Wednesday, October 17, 2007

Chances

These past two days I was in San Francisco for a work meeting and I stayed with one of my brothers. I haven't told any of my siblings about our fertility treatment - only my mom knows. I don't know why - I guess I don't want a lot of people asking about how it is going when it is obviously not going so well.

I have a few people that I have to update each cycle (some close friends, my mom) and of course, you out there, but I try to minimize the number of people I have to report to. Maybe if I had good news once in a while, I wouldn't feel it necessary to protect myself like this. But when I share, for example, that I have 8 follicles and I'm really excited, frankly, to the uninitiated, it takes a whole lot of explaining and in the end, 8 follicles is a nice intermediary step, but if there isn't a pregnancy from one of those 8, it's not really all that great of news, is it?

Anyway, my brother was discussing the idea of he and his wife having another child and we got to talking about children and I opened up to him. I didn't tell him all of the grusome details and but I let him know that we have been having treatments for 10 months now and I told him about my upcoming surgery.

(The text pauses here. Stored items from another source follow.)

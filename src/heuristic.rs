use crate::board::{Board, Direction};
use crate::deadlocks;

/// Result of the pushes lower-bound estimate for a board position.
#[derive(Debug, Clone, Copy, PartialEq, Eq)]
pub enum LowerBound {
    Pushes(usize),
    Deadlock,
}

/// Lower bound on the number of pushes needed to solve the board.
///
/// Zero exactly when every box is already on a goal. `Deadlock` when an
/// off-goal box is freeze-deadlocked. Otherwise every off-goal box needs at
/// least one full step, and a b-type step is two pushes.
pub fn pushes_lower_bound(board: &Board) -> LowerBound {
    let mut pushes = 0;
    for box_no in 0..board.box_count() {
        let square = board.box_position(box_no);
        if board.is_box_on_goal(square) {
            continue;
        }
        if deadlocks::is_freeze_deadlock(board, square) {
            return LowerBound::Deadlock;
        }
        pushes += 2;
    }
    LowerBound::Pushes(pushes)
}

/// Counts the boxes that sit on their correct goals.
///
/// In a b-type level each box has a unique goal along its one free axis: the
/// axis is Right when the square above the box is a wall, Down otherwise.
/// Walking that axis to the wall, the box is on its correct goal when the
/// remaining boxes and goals on the line balance out.
pub fn boxes_on_correct_goal(board: &Board) -> usize {
    let mut on_correct_goal = 0;

    for box_no in 0..board.box_count() {
        let box_square = board.box_position(box_no);
        if !board.is_goal(box_square) {
            continue;
        }

        let above_is_wall = board
            .offset_position(box_square, Direction::Up)
            .map_or(true, |above| board.is_wall(above));
        let axis = if above_is_wall {
            Direction::Right
        } else {
            Direction::Down
        };

        let mut boxes = 0;
        let mut goals = 0;
        let mut square = box_square;
        while let Some(neighbor) = board.offset_position(square, axis) {
            if board.is_goal(neighbor) {
                goals += 1;
            }
            if board.is_box(neighbor) {
                boxes += 1;
            }
            square = neighbor;
            if board.is_wall(square) {
                break;
            }
        }

        if boxes == goals {
            on_correct_goal += 1;
        }
    }

    on_correct_goal
}

#[cfg(test)]
mod tests {
    use super::*;

    #[test]
    fn test_lower_bound_zero_when_solved() {
        let input = "####\n\
                     #@*#\n\
                     ####";
        let board = Board::from_text(input).unwrap();
        assert_eq!(pushes_lower_bound(&board), LowerBound::Pushes(0));
    }

    #[test]
    fn test_lower_bound_counts_off_goal_boxes() {
        let input = "######\n\
                     #@$ .#\n\
                     # $ .#\n\
                     ######";
        let board = Board::from_text(input).unwrap();
        assert_eq!(pushes_lower_bound(&board), LowerBound::Pushes(4));
    }

    #[test]
    fn test_lower_bound_detects_deadlock() {
        let input = "####\n\
                     #$ #\n\
                     # .#\n\
                     #@##";
        let board = Board::from_text(input).unwrap();
        assert_eq!(pushes_lower_bound(&board), LowerBound::Deadlock);
    }

    #[test]
    fn test_box_on_correct_goal_along_row() {
        // Box on a goal with the square above walled: the free axis is Right,
        // and the rest of the row holds no boxes and no goals.
        let input = "######\n\
                     #@*  #\n\
                     ######";
        let board = Board::from_text(input).unwrap();
        assert_eq!(boxes_on_correct_goal(&board), 1);
    }

    #[test]
    fn test_box_on_wrong_goal_along_row() {
        // A goal further along the row with its box elsewhere: the line
        // does not balance, so the box is not on its correct goal.
        let input = "########\n\
                     #@*  . #\n\
                     #  $   #\n\
                     ########";
        let board = Board::from_text(input).unwrap();
        assert_eq!(boxes_on_correct_goal(&board), 0);
    }

    #[test]
    fn test_box_off_goal_not_counted() {
        let input = "######\n\
                     #@$ .#\n\
                     ######";
        let board = Board::from_text(input).unwrap();
        assert_eq!(boxes_on_correct_goal(&board), 0);
    }

    #[test]
    fn test_column_axis_when_no_wall_above() {
        // Square above the box is floor, so the free axis is Down.
        let input = "#####\n\
                     # @ #\n\
                     # * #\n\
                     #   #\n\
                     #####";
        let board = Board::from_text(input).unwrap();
        assert_eq!(boxes_on_correct_goal(&board), 1);
    }
}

He then told me that he and his wife tried for about 6 months to get pregnant and then went to a doctor and found that she had fybroid cysts in her uterous. She had surgery (more extensive than what I will have) and they removed them. Shortly after that, she became pregnant. Of course this just fueled the flames of hope for me. My doctor doesn't think I have fybroid cysts but she won't know for sure until she goes in there.

Maybe when my ute is all cleaned out, I'll have a better chance. Not a great chance but a better chance. I'll take it.

4 comments:

Meghan said...

I'm glad telling your brother went well and he was sympathetic. I'm in the process of starting to tell people and it's scary.

Good luck with your surgery. I hope all it needs is a little house cleaning for a little one to find it warm and cozy!

CAM said...

Didn't it feel good to open up to someone? Sometimes it is just so refreshing...but I understand what you mean about having less people to report to.
Fingers crossed for a good surgery.
:)

Anonymous said...

Any chance is better than no chance! I am hoping for excellent results for you from your surgery.

And thanks for being so kind and sweet to me this month, stopping by my blog and offering me your encouragement. This has been a really sucky month but it is friends like you that make it bearable.

Swim said...

Glad you were able to talk to your brother. I find it very hard to open up and have only told my sister and a few close girl friends.

Good luck with the surgery, I had 2 polyps removed and it has made my AF so much lighter and less painful. Think of it as spring cleaning.